**EXERCISE DETAILS:** From the first line of the records through the line containing "use crate::search::SearchChain;", retype every line exactly and nothing else.

(Records excerpted from a collection)
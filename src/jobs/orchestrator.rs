//! Job admission, queuing and execution
//!
//! Every job kind has its own bounded queue, dispatcher task and worker
//! semaphore, so a burst of one kind cannot starve another. Job records live
//! in the [`JobStore`]; the orchestrator only keeps cancellation tokens and
//! per-user proxy pools in memory.

use dashmap::DashMap;
use std::collections::HashMap;
use std::sync::Arc;
use std::time::Duration;
use thiserror::Error;
use tokio::sync::{mpsc, Mutex, Semaphore};
use tokio::task::{JoinHandle, JoinSet};
use tokio_util::sync::CancellationToken;
use tracing::{debug, error, info, warn};
use uuid::Uuid;

use crate::cache::ContentCache;
use crate::config::Config;
use crate::crawler::CrawlEngine;
use crate::fetch::{BrowserBackend, BrowserPool, FetchEscalator, ProxyPool, RemoteBrowserBackend};
use crate::jobs::runners::{JobContext, Runners};
use crate::jobs::spec::{JobSpec, ValidationError};
use crate::mapper::Mapper;
use crate::ratelimit::RateLimiter;
use crate::robots::robots_client;
use crate::scrape::Scraper;
use crate::search::SearchChain;
use crate::state::{JobKind, JobStatus};
use crate::storage::{open_store, Job, JobResult, JobStore, StoreError};
use crate::tasks::AbortOnDrop;
use crate::{ConfigError, HarvestError};

/// Upper bound on the time between cache purges
const CACHE_PURGE_SECS: u64 = 60;

/// Why a job request was not admitted
#[derive(Debug, Error)]
pub enum SubmitError {
    #[error("Invalid job request: {0}")]
    Validation(#[from] ValidationError),

    #[error("Rate limit exceeded for {user} ({kind})")]
    RateLimited { user: String, kind: JobKind },

    #[error("Failed to record job: {0}")]
    Store(#[from] StoreError),

    #[error("Orchestrator is shutting down")]
    Closed,
}

#[derive(Debug, Error)]
pub enum CancelError {
    #[error("Job not found: {0}")]
    NotFound(Uuid),

    #[error("Job {id} already finished as {status}")]
    AlreadyTerminal { id: Uuid, status: JobStatus },

    #[error(transparent)]
    Store(#[from] StoreError),
}

struct Inner {
    store: Arc<dyn JobStore>,
    runners: Runners,
    limiter: RateLimiter,
    tokens: DashMap<Uuid, CancellationToken>,
    user_proxies: DashMap<String, Arc<ProxyPool>>,
    default_proxies: Option<Arc<ProxyPool>>,
    shutdown: CancellationToken,
}

impl Inner {
    fn token_for(&self, id: Uuid) -> CancellationToken {
        self.tokens.entry(id).or_default().clone()
    }

    fn proxies_for(&self, user: &str) -> Option<Arc<ProxyPool>> {
        self.user_proxies
            .get(user)
            .map(|pool| Arc::clone(pool.value()))
            .or_else(|| self.default_proxies.clone())
    }

    /// Runs one dequeued job and records its terminal state
    async fn execute(self: Arc<Self>, id: Uuid) {
        let job = match self.store.get_job(id).await {
            Ok(Some(job)) => job,
            Ok(None) => {
                warn!("Dequeued unknown job {}", id);
                return;
            }
            Err(e) => {
                error!("Failed to load job {}: {}", id, e);
                return;
            }
        };

        if job.status.is_terminal() {
            debug!("Skipping job {} already {}", id, job.status);
            self.tokens.remove(&id);
            return;
        }

        if let Err(e) = self.store.mark_running(id).await {
            warn!("Could not start job {}: {}", id, e);
            return;
        }
        info!("Job {} ({}) running", id, job.kind);

        let ctx = JobContext {
            id,
            cancel: self.token_for(id),
            proxies: self.proxies_for(&job.user_id),
        };

        // The body runs on its own task so a panic fails only this job
        let inner = Arc::clone(&self);
        let spec = job.spec.clone();
        let handle = tokio::spawn(async move { inner.runners.run(&ctx, &spec).await });
        let _guard = AbortOnDrop(handle.abort_handle());

        let (status, error) = match handle.await {
            Ok(Ok(status)) => (status, None),
            Ok(Err(e)) => (JobStatus::Failed, Some(e.to_string())),
            Err(e) if e.is_panic() => (JobStatus::Failed, Some(format!("job task panicked: {}", e))),
            Err(e) => (JobStatus::Failed, Some(e.to_string())),
        };

        match self.store.finalize_job(id, status, error.as_deref()).await {
            Ok(()) => match &error {
                Some(e) => warn!("Job {} failed: {}", id, e),
                None => info!("Job {} {}", id, status),
            },
            Err(e) => debug!("Job {} was finalized elsewhere: {}", id, e),
        }
        self.tokens.remove(&id);
    }
}

/// Admits, queues, runs and tracks jobs
pub struct JobOrchestrator {
    inner: Arc<Inner>,
    queues: HashMap<JobKind, mpsc::Sender<Uuid>>,
    /// Per-kind dispatchers plus the cache purger
    dispatchers: Mutex<Vec<JoinHandle<()>>>,
    poll_interval: Duration,
    jobs: crate::config::JobsConfig,
}

impl JobOrchestrator {
    /// Builds an orchestrator from configuration alone
    ///
    /// Opens the configured store and enables browser strategies when a
    /// rendering service is configured. No search providers are attached.
    pub fn from_config(config: &Config) -> Result<Self, HarvestError> {
        let store = open_store(config.storage.database_path.as_deref().map(std::path::Path::new))?;

        let backend: Option<Arc<dyn BrowserBackend>> = match &config.browser.service_url {
            Some(url) => Some(Arc::new(RemoteBrowserBackend::new(url)?)),
            None => None,
        };
        let pool = BrowserPool::new(config.browser.pool_size);
        let escalator = Arc::new(FetchEscalator::from_config(&config.fetch, backend, &pool)?);

        Self::new(config, store, escalator, SearchChain::default())
    }

    /// Builds an orchestrator around injected services
    ///
    /// Must be called inside a Tokio runtime: the per-kind dispatchers are
    /// spawned immediately.
    pub fn new(
        config: &Config,
        store: Arc<dyn JobStore>,
        escalator: Arc<FetchEscalator>,
        search: SearchChain,
    ) -> Result<Self, HarvestError> {
        let mut scraper =
            Scraper::new(Arc::clone(&escalator)).with_user_agent(&config.fetch.user_agent);
        let cache = config.cache.enabled.then(|| Arc::new(ContentCache::new()));
        if let Some(cache) = &cache {
            scraper = scraper.with_cache(
                Arc::clone(cache),
                Duration::from_secs(config.cache.ttl_seconds),
            );
        }

        let client = robots_client(
            &config.fetch.user_agent,
            Duration::from_millis(config.fetch.robots_timeout_ms),
        )?;
        let crawler = CrawlEngine::new(
            scraper.clone(),
            Arc::clone(&store),
            client,
            &config.fetch.user_agent,
        )
        .with_max_concurrency(config.jobs.max_crawl_concurrency);
        let mapper = Mapper::new(
            escalator,
            &config.fetch.user_agent,
            Duration::from_millis(config.fetch.robots_timeout_ms),
        )?;

        let default_proxies = if config.proxy.urls.is_empty() {
            None
        } else {
            Some(Arc::new(ProxyPool::from_urls(&config.proxy.urls)?))
        };

        let inner = Arc::new(Inner {
            store: Arc::clone(&store),
            runners: Runners {
                store,
                scraper,
                crawler,
                mapper,
                search,
                limits: config.jobs.clone(),
            },
            limiter: RateLimiter::new(config.rate_limits.clone()),
            tokens: DashMap::new(),
            user_proxies: DashMap::new(),
            default_proxies,
            shutdown: CancellationToken::new(),
        });

        let mut queues = HashMap::new();
        let mut dispatchers = Vec::new();
        if let Some(cache) = &cache {
            let every = Duration::from_secs(config.cache.ttl_seconds.clamp(1, CACHE_PURGE_SECS));
            dispatchers.push(cache.spawn_purger(every, inner.shutdown.clone()));
        }
        for kind in JobKind::all() {
            let (tx, rx) = mpsc::channel(config.jobs.queue_capacity.max(1));
            let workers = config.jobs.workers_for(kind).max(1);
            dispatchers.push(tokio::spawn(dispatch(Arc::clone(&inner), kind, rx, workers)));
            queues.insert(kind, tx);
        }

        Ok(Self {
            inner,
            queues,
            dispatchers: Mutex::new(dispatchers),
            poll_interval: Duration::from_millis(config.jobs.poll_interval_ms.max(1)),
            jobs: config.jobs.clone(),
        })
    }

    /// Routes a user's proxied requests through `urls` instead of the default pool
    pub fn set_user_proxies(&self, user: &str, urls: &[String]) -> Result<(), ConfigError> {
        let pool = ProxyPool::from_urls(urls)?;
        if pool.is_empty() {
            self.inner.user_proxies.remove(user);
        } else {
            self.inner
                .user_proxies
                .insert(user.to_string(), Arc::new(pool));
        }
        Ok(())
    }

    /// Validates, rate-limits, records and enqueues a job
    pub async fn submit(&self, user: &str, spec: JobSpec) -> Result<Uuid, SubmitError> {
        if self.inner.shutdown.is_cancelled() {
            return Err(SubmitError::Closed);
        }

        spec.validate(&self.jobs)?;

        let kind = spec.kind();
        if !self.inner.limiter.allow(user, kind) {
            return Err(SubmitError::RateLimited {
                user: user.to_string(),
                kind,
            });
        }

        let job = Job::new(user, spec);
        self.inner.store.create_job(&job).await?;
        self.inner.token_for(job.id);
        info!("Job {} ({}) submitted by {}", job.id, kind, user);

        self.enqueue(kind, job.id).await?;
        Ok(job.id)
    }

    async fn enqueue(&self, kind: JobKind, id: Uuid) -> Result<(), SubmitError> {
        let queue = self.queues.get(&kind).ok_or(SubmitError::Closed)?;
        queue.send(id).await.map_err(|_| SubmitError::Closed)
    }

    pub async fn status(&self, id: Uuid) -> Result<Job, HarvestError> {
        self.inner
            .store
            .get_job(id)
            .await?
            .ok_or(HarvestError::JobNotFound(id))
    }

    /// Results recorded so far, in completion order
    pub async fn results(&self, id: Uuid) -> Result<Vec<JobResult>, HarvestError> {
        match self.inner.store.get_results(id).await {
            Err(StoreError::JobNotFound(id)) => Err(HarvestError::JobNotFound(id)),
            other => Ok(other?),
        }
    }

    /// Requests cancellation
    ///
    /// A queued job is finalized as Cancelled at once. A running job stops at
    /// its next cancellation point and keeps the results it already has.
    pub async fn cancel(&self, id: Uuid) -> Result<(), CancelError> {
        let job = self
            .inner
            .store
            .get_job(id)
            .await?
            .ok_or(CancelError::NotFound(id))?;

        if job.status.is_terminal() {
            return Err(CancelError::AlreadyTerminal {
                id,
                status: job.status,
            });
        }

        self.inner.token_for(id).cancel();
        info!("Cancellation requested for job {}", id);

        if job.status == JobStatus::Pending {
            match self
                .inner
                .store
                .finalize_job(id, JobStatus::Cancelled, None)
                .await
            {
                Ok(()) | Err(StoreError::InvalidTransition { .. }) => {}
                Err(e) => return Err(e.into()),
            }
        }
        Ok(())
    }

    /// Polls until the job reaches a terminal state
    pub async fn wait(&self, id: Uuid) -> Result<Job, HarvestError> {
        loop {
            let job = self.status(id).await?;
            if job.status.is_terminal() {
                return Ok(job);
            }
            tokio::time::sleep(self.poll_interval).await;
        }
    }

    /// Re-enqueues every unfinished job found in the store
    ///
    /// Jobs that were running when the previous process stopped lose their
    /// partial results and run again from scratch. Returns how many jobs
    /// were re-enqueued.
    pub async fn recover(&self) -> Result<usize, HarvestError> {
        let unfinished = self.inner.store.list_unfinished().await?;
        let mut recovered = 0;

        for job in unfinished {
            if self.inner.tokens.contains_key(&job.id) {
                continue;
            }
            if job.status == JobStatus::Running {
                self.inner.store.reset_results(job.id).await?;
            }
            self.inner.token_for(job.id);
            self.enqueue(job.kind, job.id).await?;
            recovered += 1;
        }

        if recovered > 0 {
            info!("Recovered {} unfinished jobs", recovered);
        }
        Ok(recovered)
    }

    /// Stops all dispatchers and the cache purger
    ///
    /// Running jobs are aborted without being finalized, so they stay
    /// unfinished in the store and [`recover`](Self::recover) picks them up
    /// on the next start.
    pub async fn shutdown(&self) {
        self.inner.shutdown.cancel();

        let handles: Vec<_> = self.dispatchers.lock().await.drain(..).collect();
        for handle in handles {
            if let Err(e) = handle.await {
                warn!("Dispatcher ended abnormally: {}", e);
            }
        }
        info!("Orchestrator shut down");
    }
}

/// Pulls job ids for one kind and runs them under that kind's worker limit
async fn dispatch(inner: Arc<Inner>, kind: JobKind, mut rx: mpsc::Receiver<Uuid>, workers: usize) {
    let semaphore = Arc::new(Semaphore::new(workers));
    let mut running = JoinSet::new();
    debug!("Dispatcher for {} jobs started with {} workers", kind, workers);

    loop {
        tokio::select! {
            _ = inner.shutdown.cancelled() => break,
            Some(done) = running.join_next(), if !running.is_empty() => {
                if let Err(e) = done {
                    error!("{} job task ended abnormally: {}", kind, e);
                }
            }
            next = rx.recv() => {
                let Some(id) = next else { break };

                let permit = tokio::select! {
                    _ = inner.shutdown.cancelled() => break,
                    permit = Arc::clone(&semaphore).acquire_owned() => match permit {
                        Ok(permit) => permit,
                        Err(_) => break,
                    },
                };

                let inner = Arc::clone(&inner);
                running.spawn(async move {
                    let _permit = permit;
                    inner.execute(id).await;
                });
            }
        }
    }

    running.abort_all();
    while running.join_next().await.is_some() {}
    debug!("Dispatcher for {} jobs stopped", kind);
}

**PROBLEM SOLUTION:**
filename src/jobs/orchestrator.rs
//! Job admission, queuing and execution
//!
//! Every job kind has its own bounded queue, dispatcher task and worker
//! semaphore, so a burst of one kind cannot starve another. Job records live
//! in the [`JobStore`]; the orchestrator only keeps cancellation tokens and
//! per-user proxy pools in memory.

use dashmap::DashMap;
use std::collections::HashMap;
use std::sync::Arc;
use std::time::Duration;
use thiserror::Error;
use tokio::sync::{mpsc, Mutex, Semaphore};
use tokio::task::{JoinHandle, JoinSet};
use tokio_util::sync::CancellationToken;
use tracing::{debug, error, info, warn};
use uuid::Uuid;

use crate::cache::ContentCache;
use crate::config::Config;
use crate::crawler::CrawlEngine;
use crate::fetch::{BrowserBackend, BrowserPool, FetchEscalator, ProxyPool, RemoteBrowserBackend};
use crate::jobs::runners::{JobContext, Runners};
use crate::jobs::spec::{JobSpec, ValidationError};
use crate::mapper::Mapper;
use crate::ratelimit::RateLimiter;
use crate::robots::robots_client;
use crate::scrape::Scraper;
use crate::search::SearchChain;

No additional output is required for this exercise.